Should we limit screen time for adults too? How?

Technology is ubiquitous in our lives today and yet many of us often lament that it can seem to impede us as much as it helps us.  Nowhere is this phenomenon more true than with our phones.  These miraculous little computers-in-our-pockets help us to do so many things and have become indispensible to us.  I know that I always make sure I have three items with me when I leave my home:  wallet, car keys and phone.  At the same time those little screens have a tremendous power to suck our time and attention.

‘Sacred Time’

Time is the variable we ought to pay attention to.  Psychologist Adam Atler has done extensive research and writing about the effect screens and technology have on our happiness.  He summarizes some of his key findings in his excellent TED talk (Its less than 10 minutes long!).  Among them is the idea that, after you take out time we are sleeping, working and doing ‘survival tasks,’ there is precious little time in a given day for us to focus on the things that really matter to us: our dreams, our passions, our relationships.  He is not exaggerating when he calls this ‘sacred time.’  These are the moments that we reflect on when we look back on our lives.

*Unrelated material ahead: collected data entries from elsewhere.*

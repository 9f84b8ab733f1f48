use std::collections::BTreeSet;

use infra_forge_dsl::Declaration;

use super::EmitError;
use crate::semantic::SemanticModel;

/// The resources each declaration depends on, directly or through
/// variables, indexed by declaration.
pub(super) fn resource_dependencies(model: &SemanticModel) -> Vec<BTreeSet<usize>> {
    let declarations = &model.program().declarations;
    (0..declarations.len())
        .map(|index| {
            let mut found = BTreeSet::new();
            let mut visited = BTreeSet::from([index]);
            let mut pending: Vec<usize> = model.references(index).to_vec();
            while let Some(target) = pending.pop() {
                match declarations.get(target) {
                    Some(Declaration::Resource(_)) if target != index => {
                        found.insert(target);
                    }
                    Some(Declaration::Variable(_)) if visited.insert(target) => {
                        pending.extend_from_slice(model.references(target));
                    }
                    _ => {}
                }
            }
            found
        })
        .collect()
}

/// Orders resource declarations so each follows everything it depends on.
///
/// Kahn's algorithm; among resources that are ready at the same time the
/// one declared first goes first, so the order is deterministic.
pub(super) fn order_resources(
    model: &SemanticModel,
    dependencies: &[BTreeSet<usize>],
) -> Result<Vec<usize>, EmitError> {
    let resources: Vec<usize> = model
        .program()
        .declarations
        .iter()
        .enumerate()
        .filter(|(_, d)| matches!(d, Declaration::Resource(_)))
        .map(|(i, _)| i)
        .collect();

    let mut remaining: Vec<usize> = dependencies.iter().map(BTreeSet::len).collect();
    let mut ready: BTreeSet<usize> = resources
        .iter()
        .copied()
        .filter(|r| remaining[*r] == 0)
        .collect();
    let mut ordered = Vec::with_capacity(resources.len());

    while let Some(next) = ready.pop_first() {
        ordered.push(next);
        for &dependent in &resources {
            if dependencies[dependent].contains(&next) {
                remaining[dependent] -= 1;
                if remaining[dependent] == 0 {
                    ready.insert(dependent);
                }
            }
        }
    }

    if ordered.len() < resources.len() {
        let names = resources
            .iter()
            .filter(|r| !ordered.contains(r))
            .filter_map(|r| model.program().declarations[*r].name())
            .map(|id| id.name.clone())
            .collect();
        return Err(EmitError::DependencyCycle { names });
    }
    Ok(ordered)
}
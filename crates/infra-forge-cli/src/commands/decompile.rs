use std::path::Path;

use infra_forge_compiler::decompile_to_source;

use crate::cli::DecompileArgs;
use crate::commands::{failure_report, file_report, finish, output_path, read_input, write_output};
use crate::error::{CliError, FailureKind};
use crate::output::{OutputContext, OutputMode};

struct Decompiled {
    report: serde_json::Value,
    text: Option<String>,
    failed: bool,
}

/// Run the `decompile` command: turn each template into `.infra` source and
/// re-validate the printed text by parsing and binding it.
pub fn run(args: DecompileArgs, output: &OutputContext) -> Result<(), CliError> {
    let mut reports = Vec::new();
    let mut printed = Vec::new();
    let mut failed = 0usize;

    for file in &args.files {
        let decompiled = match decompile_file(file, &args, output) {
            Ok(decompiled) => decompiled,
            Err(err) => {
                output.print_error(&err);
                Decompiled {
                    report: failure_report(file, &err),
                    text: None,
                    failed: true,
                }
            }
        };
        if decompiled.failed {
            failed += 1;
        }
        reports.push(decompiled.report);
        if let Some(text) = decompiled.text {
            printed.push((file.as_path(), text));
        }
    }

    match output.mode {
        OutputMode::Json => {
            if args.stdout {
                for (report, (_, text)) in reports
                    .iter_mut()
                    .filter(|r| r.get("failure").is_none())
                    .zip(&printed)
                {
                    report["source"] = serde_json::Value::String(text.clone());
                }
            }
            output.print_json(&serde_json::json!({
                "files": args.files.len(),
                "failed": failed,
                "results": reports,
            }));
        }
        _ => {
            let headers = printed.len() > 1;
            for (file, text) in &printed {
                if headers {
                    println!("// {}", file.display());
                }
                print!("{text}");
            }
            if failed == 0 {
                output.success(&format!("decompiled {} file(s)", args.files.len()));
            } else {
                output.warn(&format!(
                    "{failed} of {} file(s) failed to decompile",
                    args.files.len()
                ));
            }
        }
    }

    finish(failed, args.files.len(), FailureKind::Decompile)
}

fn decompile_file(
    file: &Path,
    args: &DecompileArgs,
    output: &OutputContext,
) -> Result<Decompiled, CliError> {
    let target = output_path(file, None, "infra");
    if !args.stdout && !args.force && target.exists() {
        return Err(CliError::OutputExists { path: target });
    }

    let json = read_input(file)?;
    let result = decompile_to_source(&json).map_err(|source| CliError::Decompile {
        file: file.to_path_buf(),
        source,
    })?;
    // Document warnings point into the JSON; the rest come from binding the printed text.
    let (located, regenerated): (Vec<_>, Vec<_>) = result
        .diagnostics
        .iter()
        .cloned()
        .partition(|d| d.path.is_some());
    output.diagnostics(file, None, &located);
    output.diagnostics(&target, Some(&result.text), &regenerated);
    let mut report = file_report(file, &result.diagnostics);
    let failed = result.has_errors();

    if args.stdout {
        return Ok(Decompiled {
            report,
            text: Some(result.text),
            failed,
        });
    }

    write_output(&target, &result.text)?;
    tracing::info!(file = %file.display(), output = %target.display(), "decompiled");
    match output.mode {
        OutputMode::Plain => println!("{}\t{}", file.display(), target.display()),
        _ => output.status(&format!("  {} -> {}", file.display(), target.display())),
    }
    report["output"] = serde_json::Value::String(target.display().to_string());

    Ok(Decompiled {
        report,
        text: None,
        failed,
    })
}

Since the introduction of the first iPhone in 2007 the number of minutes of that time we spend in front of screens has grown dramatically.  His research goes deeper to find that we spend a majority of those minutes on apps that do not make us happier or even deplete our sense of well-being (hint: social media apps are on the list).

Stopping cues

Why would this be the case?  Why would we deliberately choose an activity that depletes our happiness and our sacred time? The answer may lie in the lack of ‘stopping cues.’  Until relatively recently our media consumption has had plenty of cues for us to pause and redirect ourselves (e.g. finishing a magazine and putting it down, having to wait a week for the next episode of a show).  Today, however, our news feeds and on-demand media options are bottomless.  You know this firsthand if you’ve ever been sucked into the Facebook vortex!

What can we do!?

Perhaps an understanding of the cause helps point us toward ideas for solutions.  We need to manufacture and insert stopping cues into our routines.  Atler reviews several in his book and his talk.  Among my favorites are: (1) creating the cue that you put your phone as far away as possible during dinner time; (2) putting your phone on airplane mode during the weekend (you still have a camera, but not a phone).  You also might try to make it a game or challenge.  Next time you are out to lunch with friends try inviting them to play a game of ‘phone roulette.’  The rules are simple:  you stack the phones in the middle of the table and the first person to reach for their device picks up the bill!

By the way: if you would rather not spend another 9 minutes in front of a screen you can always listen to Dr. Atler’s talk as an audio podcast.